And this Government is playing its part. There is a quiet revolution going on in education – we’ve done it in schools, from phonics to free schools – transforming the outcomes for children, who can now claim to be ‘the best in the west’ at reading. Our dramatic improvement in maths is also a very real achievement both for our teaching profession and our students helping them find high quality, high skilled jobs in the future.

But we’re also seeing it within our skills system – where we are getting rid of the soft bigotry that says that courses in technical education are not equal to academic education.

We’re introducing new technical qualifications; we’re pushing apprenticeships, including degree apprenticeships so that full-time courses at universities aren’t viewed as the only ticket to a good life.

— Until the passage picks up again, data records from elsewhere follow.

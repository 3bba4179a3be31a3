//! Built-in model selection and custom decision models.

mod common;

use std::fs;

use rstest::rstest;

use common::{read_text, sum_engine, SCENARIO};
use zscore_svm::library::{DecisionSource, DECISION_MODEL_FILE};
use zscore_svm::{
    decision_model, regression_models, DecisionScorer, DecisionVariant, Error, ModelIoError,
    RegressionVariant, ScorerConfig, SelectionError, SvmType,
};

#[test]
fn generic_pair_is_two_distinct_regression_models() {
    let pair = regression_models(-1).unwrap();
    assert_eq!(pair.variant, RegressionVariant::Generic);
    assert_eq!(pair.mean.svm_type(), SvmType::EpsilonSvr);
    assert_eq!(pair.stdev.svm_type(), SvmType::EpsilonSvr);
    assert_ne!(pair.mean, pair.stdev);
}

#[rstest]
#[case(0, 25.0)]
#[case(3, 42.0)]
#[case(5, 50.0)]
#[case(9, 79.9)]
fn bucket_discriminant_matches_gc_lookup(#[case] discriminant: i32, #[case] gc_percent: f64) {
    let pair = regression_models(discriminant).unwrap();
    assert_eq!(RegressionVariant::for_gc_content(gc_percent), Some(pair.variant));
    assert_eq!(pair.variant.discriminant(), discriminant);
}

#[test]
fn embedded_blobs_match_files_on_disk() {
    let dir = common::models_dir().join("regression");
    let pair = regression_models(RegressionVariant::Gc36To40.discriminant()).unwrap();
    assert_eq!(
        zscore_svm::serialize_model(&pair.mean),
        read_text(&dir.join("gc36_40_mean.model"))
    );
    assert_eq!(
        zscore_svm::serialize_model(&pair.stdev),
        read_text(&dir.join("gc36_40_stdev.model"))
    );
}

#[rstest]
#[case(-2)]
#[case(10)]
#[case(i32::MAX)]
fn unknown_regression_discriminant(#[case] discriminant: i32) {
    assert!(matches!(
        regression_models(discriminant),
        Err(Error::Selection(SelectionError::UnknownDiscriminant { value, .. })) if value == discriminant
    ));
}

#[test]
fn custom_decision_model_ignores_discriminant() {
    let dir = tempfile::tempdir().unwrap();
    fs::write(dir.path().join(DECISION_MODEL_FILE), SCENARIO).unwrap();

    // 99 is not a built-in discriminant; it must not matter.
    let model = decision_model(Some(dir.path()), 99).unwrap();
    assert_eq!(model, zscore_svm::parse_model(SCENARIO).unwrap());
    assert_eq!(
        DecisionSource::Custom(dir.path()).load().unwrap(),
        model
    );
}

#[test]
fn missing_custom_decision_model() {
    let dir = tempfile::tempdir().unwrap();
    let err = decision_model(Some(dir.path()), 1).unwrap_err();
    match err {
        Error::Io(ModelIoError::FileNotFound { path }) => {
            assert_eq!(path, dir.path().join(DECISION_MODEL_FILE));
        }
        other => panic!("expected FileNotFound, got {other:?}"),
    }
}

#[test]
fn unparsable_custom_decision_model() {
    let dir = tempfile::tempdir().unwrap();
    fs::write(dir.path().join(DECISION_MODEL_FILE), "svm_type foo_svc\nSV\n").unwrap();
    let err = decision_model(Some(dir.path()), 1).unwrap_err();
    assert!(matches!(err, Error::Io(ModelIoError::Parse { .. })), "{err:?}");
}

#[test]
fn decision_scorer_from_config_uses_model_dir() {
    let dir = tempfile::tempdir().unwrap();
    fs::write(dir.path().join(DECISION_MODEL_FILE), SCENARIO).unwrap();

    let config = ScorerConfig::builder()
        .decision_variant(DecisionVariant::Dinucleotide)
        .model_dir(dir.path())
        .build()
        .unwrap();
    let scorer = DecisionScorer::from_config(&config).unwrap();
    assert_eq!(scorer.variant(), DecisionVariant::Dinucleotide);
    assert_eq!(scorer.model().svm_type(), SvmType::EpsilonSvr);

    // Inputs are still scaled with the variant's table: all maxima map to 1.
    let value = scorer
        .decision_value(&sum_engine, &[2.01, 1.29, 1.28718])
        .unwrap();
    assert_eq!(value, 3.0);
}

#[test]
fn builtin_decision_models_for_every_variant() {
    for variant in DecisionVariant::ALL {
        let scorer = DecisionScorer::new(None, variant).unwrap();
        assert_eq!(scorer.model(), &decision_model(None, variant.discriminant()).unwrap());
        assert_eq!(scorer.model().labels(), Some(&[1, -1][..]));
    }
}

Learn and Earn is a fantastic choice and route into the workplace. And we’re introducing the Lifelong Loan Entitlement, building on the legacy that Lady Thatcher started when she supported the Open University, ensuring that people can constantly reskill for changing times.

In schools every child in every school should be benefitting from a high-quality education. We shouldn’t look across the country and accept or except less just because of where they’ve come from.

If that happened, I’d have been written off 40 years ago. I don’t want that for any child.

And we’re at a critical point. Our children have suffered so much from the pandemic. Whilst we’re clawing that back, bit by bit. It’s more important than ever that children are in school. And the last thing they need are strikes by their teachers.

Now we’ve made a fair and reasonable offer to the Unions to end the strikes and provided more funding to pay for it, but sadly this was not accepted by the unions and therefore by teachers.

It is clear to me that our teachers do a fantastic job. Without mine – Mr. Ashcroft – I wouldn’t have been standing here today.

But if we don’t get inflation down then we will all suffer. Teachers, parents, children. It’s a spiral that makes us all poorer.

But it appears that some Unions are more focussed on their narrow interests and not our wider well-being as a society. Sadly, this isn’t new.

From phonics to academies, SATs to inspections, they have consistently resisted the steps that have driven up standards and improved life chances for our children.

Growing up in Knowsley I’ve seen with my own eyes what a local education system destroyed by Labour and their Union backers looks like. Failing schools, low expectations, no accountability, no ownership, no standards… and ultimately no hope.

Aided and abetted by a Labour party that historically alternates between parroting the Unions’ asks, and promising to spend money that they don’t have, to fix the problems that they have created.

We can see this again, today, from the Labour Party. What is their big education policy?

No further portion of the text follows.